Control over choices

So that night, Jacob had an apple after he passed up dinner, and Amy started thinking about how she'd modify the dinnertime rules she typed up on the computer several weeks ago:

Rule 2 -- Everyone will have a spoonful of each prepared dish served on their plate -- will disappear in favor of letting Jacob dish out his own meal. Dianne Fagan, the registered dietitian from Niskayuna who worked with the family, suggested they give Jacob a little more control over his choices.

Rule 4 -- Everyone who decides to eat everything on their plate will be allowed to have dessert and a snack before bed -- will change to allowing a snack at night as long as he can select something healthy. It just didn't make sense to the couple to deny Jacob's request for an apple after dinner. They'd just taken him to the orchard, where they picked them as a family, and talked about how healthy they were.

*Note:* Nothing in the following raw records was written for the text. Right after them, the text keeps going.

//! # ماژول دیتابیس (Database Layer)
//!
//! این ماژول اتصال به document store رو مدیریت میکنه.
//!
//! ## ساختار
//! ```text
//! Database (connection pool)
//!   └── Container (database_name + container_name)
//!         └── Document (JSON با id و partition key)
//! ```
//!
//! ## چرخه عمر اتصال
//! - Pool یک بار در شروع برنامه ساخته میشه
//! - در `AppState` بین همه request‌ها share میشه
//! - بعد از graceful shutdown با `close()` بسته میشه

mod container;

pub use container::*;

use std::sync::Arc;
use std::time::Duration;
use sqlx::{sqlite::{SqlitePool, SqlitePoolOptions}, migrate::Migrator};
use tracing::info;
use crate::error::Result;

// مسیر migration‌ها
static MIGRATOR: Migrator = sqlx::migrate!("./migrations");

// =====================================
// Database Connection
// =====================================
/// اتصال به store با Connection Pool
///
/// `Arc` اجازه میده یه pool بین همه handlers share بشه؛
/// هر clone فقط شمارنده reference رو زیاد میکنه.
#[derive(Debug, Clone)]
pub struct Database {
    pool: Arc<SqlitePool>,
}

impl Database {
    /// اتصال به store
    ///
    /// # Arguments
    /// * `connection_string` - آدرس store (مثلا `sqlite://data/counter.db?mode=rwc`)
    ///
    /// # Errors
    /// خطا برمیگردونه اگه اتصال موفق نباشه
    pub async fn connect(connection_string: impl AsRef<str>) -> Result<Self> {
        let url = connection_string.as_ref();

        // ساخت پوشه فایل دیتابیس اگه وجود نداره
        if let Some(path) = url.strip_prefix("sqlite://") {
            let path = path.split('?').next().unwrap_or(path);
            if let Some(parent) = std::path::Path::new(path).parent() {
                if !parent.as_os_str().is_empty() {
                    std::fs::create_dir_all(parent)?;
                }
            }
        }

        let pool = SqlitePoolOptions::new()
            .max_connections(10)
            .min_connections(1)
            .acquire_timeout(Duration::from_secs(5))
            .idle_timeout(Duration::from_secs(600))
            .connect(url)
            .await?;

        Ok(Self {
            pool: Arc::new(pool),
        })
    }

    /// ساخت store در حافظه، برای تست‌ها و اجرای محلی
    ///
    /// فقط یک اتصال، چون هر اتصال `:memory:` دیتابیس جدای خودش رو داره.
    pub async fn in_memory() -> Result<Self> {
        let pool = SqlitePoolOptions::new()
            .max_connections(1)
            .idle_timeout(None)
            .max_lifetime(None)
            .connect("sqlite::memory:")
            .await?;

        let db = Self {
            pool: Arc::new(pool),
        };

        db.migrate().await?;
        Ok(db)
    }

    /// اجرای migration‌ها (ساخت جدول documents اگه نباشه)
    pub async fn migrate(&self) -> Result<()> {
        MIGRATOR.run(&*self.pool).await?;
        Ok(())
    }

    #[must_use]
    pub fn pool(&self) -> &SqlitePool {
        &self.pool
    }

    /// گرفتن یه container داخل یه دیتابیس منطقی
    #[must_use]
    pub fn container(
        &self,
        database_name: impl Into<String>,
        container_name: impl Into<String>,
    ) -> Container {
        Container::new(self.clone(), database_name, container_name)
    }

    /// بررسی سلامت store
    pub async fn health_check(&self) -> Result<()> {
        sqlx::query("SELECT 1").execute(&*self.pool).await?;
        Ok(())
    }

    /// بستن همه اتصال‌ها
    ///
    /// بعد از این، هر query خطا برمیگردونه.
    pub async fn close(&self) {
        self.pool.close().await;
        info!("Database pool closed");
    }
}

#[cfg(test)]
mod tests {
    use super::*;

    #[tokio::test]
    async fn test_in_memory_health_check() {
        let db = Database::in_memory().await.unwrap();
        assert!(db.health_check().await.is_ok());
    }

    #[tokio::test]
    async fn test_health_check_fails_after_close() {
        let db = Database::in_memory().await.unwrap();
        db.close().await;
        assert!(db.health_check().await.is_err());
    }

    #[tokio::test]
    async fn test_migrate_is_idempotent() {
        let db = Database::in_memory().await.unwrap();
        assert!(db.migrate().await.is_ok());
    }
}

``Jake, did you make this pizza?'' Steve says, looking over his plate.

``Yeah, is it delicious?''

The family giggles.

Jacob details how he made it with help from Amy, while Hailey crunches on baby carrots, grabbing them from the bowl Amy has placed between the two kids.

After asking his mother for permission, Jacob grabs another slice of cheese pizza, brown eyes widening each time he takes a bite. He stares at the bowl of carrots and dip for a moment but returns to chomping on his pizza.

Just like with the slice before, Jacob leaves the crust, and a two-inch margin of sauce and cheese with it. He points to Amy, who's finishing off the last bites of her pizza.

``Why do you like the crust?''

At least he seems interested. He couldn't wait to tell her the day he tried apple pie at school. He didn't like it very much, but he seemed proud of himself for trying.

Amy holds the narrow strip of pizza crust in her hand.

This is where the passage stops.